• [Supplied records]
// Copyright (c) 2025 Ronan LE MEILLAT, SCTG Development
// This file is part of the modbus-handshake project and is licensed under the
// SCTG Development Non-Commercial License v1.0 (see LICENSE.md for details).

//! In-process holding register bank

use std::{
    collections::HashMap,
    sync::{Arc, Mutex, MutexGuard},
};

use async_trait::async_trait;
use log::debug;

use super::{RegisterStore, TransportError};

/// Number of addressable holding registers
pub const REGISTER_SPACE: u32 = 0x1_0000;

/// Shared holding register bank
///
/// Every address in `0..=65535` exists and reads 0 until it is written, which
/// is how the data bank of a standalone Modbus simulator behaves. Cloning the
/// store yields another handle on the same bank.
///
/// ### Thread Safety
///
/// The registers live in a `Mutex` within an `Arc`, so the Modbus server
/// connections and the handshake coordinator can access them concurrently.
/// Each individual register access is atomic; nothing spanning several
/// addresses is.
#[derive(Clone, Default)]
pub struct MemoryRegisterStore {
    holding_registers: Arc<Mutex<HashMap<u16, u16>>>,
}

impl MemoryRegisterStore {
    /// Create an empty bank (all registers at 0)
    pub fn new() -> Self {
        Self::default()
    }

    /// Create a bank with some registers preset
    pub fn with_values<I>(values: I) -> Self
    where
        I: IntoIterator<Item = (u16, u16)>,
    {
        let store = Self::new();
        if let Ok(mut regs) = store.holding_registers.lock() {
            regs.extend(values);
        }
        store
    }

    fn registers(&self) -> Result<MutexGuard<'_, HashMap<u16, u16>>, TransportError> {
        self.holding_registers
            .lock()
            .map_err(|_| TransportError::Unavailable {
                reason: "register bank lock poisoned".to_string(),
            })
    }

    /// Read one register
    pub fn get(&self, address: u16) -> Result<u16, TransportError> {
        Ok(*self.registers()?.get(&address).unwrap_or(&0))
    }

    /// Write one register
    pub fn set(&self, address: u16, value: u16) -> Result<(), TransportError> {
        self.registers()?.insert(address, value);
        Ok(())
    }

    /// Read `count` consecutive registers starting at `address`
    ///
    /// Returns `None` when the range runs past the last address.
    pub fn get_range(&self, address: u16, count: u16) -> Result<Option<Vec<u16>>, TransportError> {
        if !range_fits(address, count as usize) {
            return Ok(None);
        }
        let regs = self.registers()?;
        Ok(Some(
            (0..count)
                .map(|offset| *regs.get(&(address + offset)).unwrap_or(&0))
                .collect(),
        ))
    }

    /// Write consecutive registers starting at `address`
    ///
    /// Returns `false`, leaving the bank untouched, when the range runs past
    /// the last address.
    pub fn set_range(&self, address: u16, values: &[u16]) -> Result<bool, TransportError> {
        if !range_fits(address, values.len()) {
            return Ok(false);
        }
        let mut regs = self.registers()?;
        for (offset, value) in values.iter().enumerate() {
            regs.insert(address + offset as u16, *value);
        }
        debug!(
            "Wrote {} registers starting at address {}",
            values.len(),
            address
        );
        Ok(true)
    }
}

fn range_fits(address: u16, count: usize) -> bool {
    address as u32 + count as u32 <= REGISTER_SPACE
}

#[async_trait]
impl RegisterStore for MemoryRegisterStore {
    async fn read_register(&self, address: u16) -> Result<u16, TransportError> {
        self.get(address)
    }

    async fn write_register(&self, address: u16, value: u16) -> Result<(), TransportError> {
        self.set(address, value)
    }
}

#[cfg(test)]
mod tests {
    use super::*;

    #[test]
    fn test_unwritten_registers_read_zero() {
        let store = MemoryRegisterStore::new();
        assert_eq!(store.get(0).unwrap(), 0);
        assert_eq!(store.get(41025).unwrap(), 0);
        assert_eq!(store.get(u16::MAX).unwrap(), 0);
    }

    #[test]
    fn test_clones_share_the_bank() {
        let store = MemoryRegisterStore::new();
        let other = store.clone();
        store.set(1025, 1).unwrap();
        assert_eq!(other.get(1025).unwrap(), 1);
    }

    #[test]
    fn test_ranges_past_the_last_address_are_rejected() {
        let store = MemoryRegisterStore::with_values([(65534, 7), (65535, 8)]);
        assert_eq!(store.get_range(65534, 2).unwrap(), Some(vec![7, 8]));
        assert_eq!(store.get_range(65535, 2).unwrap(), None);
        assert!(!store.set_range(65535, &[1, 2]).unwrap());
        assert_eq!(store.get(65535).unwrap(), 8);
    }
}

• [Prompt] Reproduce, exactly as they stand in the data above, the lines from the one that holds "access them concurrently." to the one that holds "for (offset, value)", inclusive.

• [Completed exercise]
/// connections and the handshake coordinator can access them concurrently.
/// Each individual register access is atomic; nothing spanning several
/// addresses is.
#[derive(Clone, Default)]
pub struct MemoryRegisterStore {
    holding_registers: Arc<Mutex<HashMap<u16, u16>>>,
}

impl MemoryRegisterStore {
    /// Create an empty bank (all registers at 0)
    pub fn new() -> Self {
        Self::default()
    }

    /// Create a bank with some registers preset
    pub fn with_values<I>(values: I) -> Self
    where
        I: IntoIterator<Item = (u16, u16)>,
    {
        let store = Self::new();
        if let Ok(mut regs) = store.holding_registers.lock() {
            regs.extend(values);
        }
        store
    }

    fn registers(&self) -> Result<MutexGuard<'_, HashMap<u16, u16>>, TransportError> {
        self.holding_registers
            .lock()
            .map_err(|_| TransportError::Unavailable {
                reason: "register bank lock poisoned".to_string(),
            })
    }

    /// Read one register
    pub fn get(&self, address: u16) -> Result<u16, TransportError> {
        Ok(*self.registers()?.get(&address).unwrap_or(&0))
    }

    /// Write one register
    pub fn set(&self, address: u16, value: u16) -> Result<(), TransportError> {
        self.registers()?.insert(address, value);
        Ok(())
    }

    /// Read `count` consecutive registers starting at `address`
    ///
    /// Returns `None` when the range runs past the last address.
    pub fn get_range(&self, address: u16, count: u16) -> Result<Option<Vec<u16>>, TransportError> {
        if !range_fits(address, count as usize) {
            return Ok(None);
        }
        let regs = self.registers()?;
        Ok(Some(
            (0..count)
                .map(|offset| *regs.get(&(address + offset)).unwrap_or(&0))
                .collect(),
        ))
    }

    /// Write consecutive registers starting at `address`
    ///
    /// Returns `false`, leaving the bank untouched, when the range runs past
    /// the last address.
    pub fn set_range(&self, address: u16, values: &[u16]) -> Result<bool, TransportError> {
        if !range_fits(address, values.len()) {
            return Ok(false);
        }
        let mut regs = self.registers()?;
        for (offset, value) in values.iter().enumerate() {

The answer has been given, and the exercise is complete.